CU-RTC-Web: Microsoft’s view on web real time communications

Microsoft released an alternative proposal to the W3C WebRTC 1.0 Working Draft, designated Customizable, Ubiquitous Real Time Communication over the Web (CU-RTC-Web) demonstrated by a working prototype showcasing an interoperability scenario with a voice call between Google Chrome running on MacOSX and Internet Explorer 10 on Microsoft Windows OS.

Microsoft draft outlines a low-level API that allows developers more direct access to the underlying network and media delivery components, exposing objects representing network sockets and giving explicit application control over the media transport.

Technically, from a functionality and interoperability stand point, both approaches are equivalent, but while WebRTC leverages Session Description Protocol (SDP) for media negotiation, CU-RTC-Web redesigns the functionality around JavaScript, arguing that endpoints should not be required to support SDP processing thus providing simple, transparent objects.

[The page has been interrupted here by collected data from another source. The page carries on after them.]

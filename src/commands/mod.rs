//! @acp:module "Commands"
//! @acp:summary "CLI command implementations"
//! @acp:domain cli
//! @acp:layer handler
//!
//! Each command is in its own submodule. All of them operate on a
//! [`CliWorkspace`] opened from the project [`Config`].

pub mod answers;
pub mod flags;
pub mod generate;
pub mod history;
pub mod init;

use anyhow::{anyhow, Result};
use serde_json::{Map, Value};

use crate::compliance::FileFlags;
use crate::config::{Config, StoreBackend};
use crate::document::DirectoryCatalog;
use crate::storage::{FileStore, KeyValueStore};
use crate::workspace::Workspace;

pub use answers::{
    execute_answers, execute_questions, execute_status, AnswersSubcommand, QuestionsOptions,
};
pub use flags::{execute_flags, FlagsSubcommand};
pub use generate::{
    execute_edit, execute_generate, execute_show, EditOptions, GenerateOptions, ShowOptions,
};
pub use history::{
    execute_diff, execute_rollback, execute_versions, DiffOptions, RollbackOptions, VersionsOptions,
};
pub use init::{execute_init, InitOptions};

/// Workspace over the configured store, the content directory and the flag file
pub type CliWorkspace = Workspace<Box<dyn KeyValueStore>, DirectoryCatalog, FileFlags>;

/// Open the workspace described by `config`
pub fn open_workspace(config: &Config) -> Result<CliWorkspace> {
    let store = open_store(config)?;
    let workspace = Workspace::new(
        store,
        DirectoryCatalog::new(&config.content_dir),
        FileFlags::new(&config.compliance_file),
    )
    .with_site(config.site.clone())
    .with_author(config.author.clone())
    .with_diff_mode(config.diff_mode);
    Ok(workspace)
}

fn open_store(config: &Config) -> Result<Box<dyn KeyValueStore>> {
    match config.store_backend {
        StoreBackend::File => Ok(Box::new(FileStore::new(&config.store_dir))),
        #[cfg(feature = "sqlite")]
        StoreBackend::Sqlite => {
            use anyhow::Context;
            let path = config.sqlite_path();
            let store = crate::storage::SqliteStore::open(&path)
                .with_context(|| format!("Failed to open SQLite store {}", path.display()))?;
            Ok(Box::new(store))
        }
        #[cfg(not(feature = "sqlite"))]
        StoreBackend::Sqlite => Err(anyhow!(
            "storeBackend is 'sqlite' but this build lacks the 'sqlite' feature"
        )),
    }
}

/// Parse `key=value` pairs; values are read as JSON when possible
pub fn parse_assignments(pairs: &[String]) -> Result<Map<String, Value>> {
    let mut map = Map::new();
    for pair in pairs {
        let (key, raw) = pair
            .split_once('=')
            .ok_or_else(|| anyhow!("Expected key=value, got '{}'", pair))?;
        let key = key.trim();
        if key.is_empty() {
            return Err(anyhow!("Missing key in '{}'", pair));
        }
        let value = serde_json::from_str(raw).unwrap_or_else(|_| Value::String(raw.to_string()));
        map.insert(key.to_string(), value);
    }
    Ok(map)
}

Following the ongoing discussions around video codecs in WebRTC, with concerns being raised about patents on H.264 being too restrictive to be used as a core Web technology and Microsoft not yet committed to support VP8, this proposal leaves up to the developer to select the codec to be used, embedding flexibility on its core to support popular media formats and codecs while remaining open to future innovation.

Co-authored by Skype Senior Architect Martin Thomson, Lync Principal Architect Bernard Aboba and Microsoft Open Technologies Principal Program Manager Adalberto Foresti, Microsoft’s proposal shows a strong commitment to the technology which could drive Skype to open up its walled garden and enable interoperability with other third-party services.

Although Microsoft strategy is not fully clear, WebRTC and CU-RTC-Web will most likely be debated over the coming months (remember VHS vs. Betamax or Blue Ray vs. HD DVD standards war?). WebRTC takes a simple approach which Microsoft may genuinely believe is too restrictive. On the other hand, Microsoft may be playing a delaying game to protect Skype and their  €6 billion investment.

Most likely this war will delay time to market for a full interoperable solution. It took SIP three years to get from the initial draft submission to standardization in RFC2543 and the first commercial SIP phones and services took a couple more years. The first SIP-based 3GPP draft took five years after the protocol was introduced. WebRTC was introduced in May 2011, how much time will we take to see real WebRTC services?

Let me know your thoughts by comment this post or send me an email!

Looking into WebRTC

WebRTC is an HTML5 standard being drafted by the World Wide Web Consortium (W3C) Web Real-Time Communications Working Group and the Internet Engineering Task Force (IETF) Real-Time Communication in WEB-browsers Working Group with first working on standardizing the interaction with HTML and the second the underlying protocols. The framework was open sourced in June 2011 by Google under a royalty free BSD (Berkeley Software Distribution) style license as Google bought the company Global IP Solutions which owned the intellectual property.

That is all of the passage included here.